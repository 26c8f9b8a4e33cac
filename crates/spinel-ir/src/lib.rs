//! Spinel intermediate representation.
//!
//! An arena-based SSA IR over a control-flow graph, shaped after the shader
//! IRs of GPU driver compilers: typed variables with a storage mode, deref
//! chains naming memory, and intrinsics for everything a target must lower.

pub mod arena;
mod builder;
mod display;
mod error;
mod func;
mod instr;
pub mod metadata;
mod shader;
mod slot;
mod types;
mod validate;
mod var;

pub use arena::{Arena, Handle, Pool, UniqueArena};
pub use builder::{Builder, Cursor};
pub use display::{dump_shader, format_instr, format_type, format_type_inner};
pub use error::IrError;
pub use func::{Block, Function, Terminator};
pub use instr::{
    Alignment, AluOp, AtomicOp, Def, Deref, DerefKind, Instr, InstrKind, Intrinsic, IntrinsicOp,
    PhiSrc, Value,
};
pub use metadata::{DomTree, Loop, LoopForest, Metadata};
pub use shader::{Shader, ShaderInfo, Stage};
pub use slot::{Slot, SlotSet, SystemValue, SysvalSet};
pub use types::{
    ArraySize, Bytes, Scalar, ScalarKind, StructMember, Type, TypeInner, VectorSize, memory_width,
};
pub use validate::{validate, validate_function};
pub use var::{
    Constant, DescriptorBinding, ExplicitLayout, HowDeclared, Mode, ModeSet, VarData, Variable,
};
//! Dead control-flow elimination.
//!
//! Folds branches on constant conditions, drops blocks that became
//! unreachable and merges straight-line block chains. Phis are kept in sync
//! with every edge that disappears or moves.

use std::collections::HashSet;

use spinel_ir::{Block, Function, Handle, InstrKind, Metadata, Shader, Terminator};

use crate::Pass;
use crate::runner::run_function_pass;

/// Removes control flow that can never be taken.
#[derive(Debug)]
pub struct DeadControlFlow;

impl Pass for DeadControlFlow {
    fn name(&self) -> &str {
        "dead-cf"
    }

    fn run(&self, shader: &mut Shader) -> bool {
        run_function_pass(shader, Metadata::NONE, |func| {
            let mut changed = fold_branches(func);
            changed |= remove_unreachable(func);
            changed |= merge_chains(func);
            changed
        })
    }
}

/// Drops the phi operands flowing in from `pred` in `block`.
fn forget_edge(func: &mut Function, pred: Handle<Block>, block: Handle<Block>) {
    let Some(data) = func.blocks.try_get(block) else {
        return;
    };
    for value in data.instrs.clone() {
        match &mut func.instrs[value].kind {
            InstrKind::Phi(srcs) => srcs.retain(|s| s.pred != pred),
            _ => break,
        }
    }
}

fn fold_branches(func: &mut Function) -> bool {
    let mut changed = false;
    for block in func.blocks.handles() {
        let Terminator::Branch {
            cond,
            then_block,
            else_block,
        } = func.blocks[block].terminator
        else {
            continue;
        };
        let (taken, dropped) = if then_block == else_block {
            (then_block, None)
        } else {
            match func.as_uint(cond) {
                Some(0) => (else_block, Some(then_block)),
                Some(_) => (then_block, Some(else_block)),
                None => continue,
            }
        };
        if let Some(dropped) = dropped {
            forget_edge(func, block, dropped);
        }
        func.blocks[block].terminator = Terminator::Jump(taken);
        changed = true;
    }
    changed
}

fn remove_unreachable(func: &mut Function) -> bool {
    let reachable: HashSet<_> = func.reverse_postorder().into_iter().collect();
    let dead: Vec<_> = func
        .blocks
        .handles()
        .into_iter()
        .filter(|b| !reachable.contains(b))
        .collect();
    for &block in &dead {
        for succ in func.successors(block) {
            forget_edge(func, block, succ);
        }
    }
    for &block in &dead {
        func.remove_block(block);
    }
    !dead.is_empty()
}

/// Merges `b` into `a` when `a` jumps unconditionally to `b` and is its only predecessor.
fn merge_chains(func: &mut Function) -> bool {
    let mut changed = false;
    loop {
        let preds = func.predecessors();
        let candidate = func.blocks.iter().find_map(|(a, data)| match data.terminator {
            Terminator::Jump(b)
                if b != a && b != func.entry && preds.get(&b).is_some_and(|p| p.len() == 1) =>
            {
                Some((a, b))
            }
            _ => None,
        });
        let Some((a, b)) = candidate else {
            return changed;
        };

        let moved = std::mem::take(&mut func.blocks[b].instrs);
        let mut body = Vec::with_capacity(moved.len());
        for value in moved {
            // Single-predecessor phis carry exactly one value.
            if let InstrKind::Phi(srcs) = &func.instrs[value].kind {
                let incoming = srcs.first().map(|s| s.value);
                match incoming {
                    Some(v) => {
                        func.replace_all_uses(value, v);
                    }
                    None => {
                        let def = func.def(value);
                        func.instrs[value].kind = InstrKind::Undef;
                        func.instrs[value].def = def;
                        body.push(value);
                        continue;
                    }
                }
                func.instrs.remove(value);
                continue;
            }
            body.push(value);
        }
        for &value in &body {
            func.instrs[value].block = a;
        }
        func.blocks[a].instrs.extend(body);

        let terminator = std::mem::replace(&mut func.blocks[b].terminator, Terminator::Unreachable);
        for succ in terminator.successors() {
            let Some(data) = func.blocks.try_get(succ) else {
                continue;
            };
            for value in data.instrs.clone() {
                match &mut func.instrs[value].kind {
                    InstrKind::Phi(srcs) => {
                        for src in srcs.iter_mut().filter(|s| s.pred == b) {
                            src.pred = a;
                        }
                    }
                    _ => break,
                }
            }
        }
        func.blocks[a].terminator = terminator;
        func.remove_block(b);
        changed = true;
    }
}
----------
▶ **TASK OBJECTIVE**:
Only the lines from the one with "let Some(data) = func.blocks.try_get(succ)" through the end of the data belong in the answer, each reproduced exactly.

▶ **FINAL ANSWER**:
            let Some(data) = func.blocks.try_get(succ) else {
                continue;
            };
            for value in data.instrs.clone() {
                match &mut func.instrs[value].kind {
                    InstrKind::Phi(srcs) => {
                        for src in srcs.iter_mut().filter(|s| s.pred == b) {
                            src.pred = a;
                        }
                    }
                    _ => break,
                }
            }
        }
        func.blocks[a].terminator = terminator;
        func.remove_block(b);
        changed = true;
    }
}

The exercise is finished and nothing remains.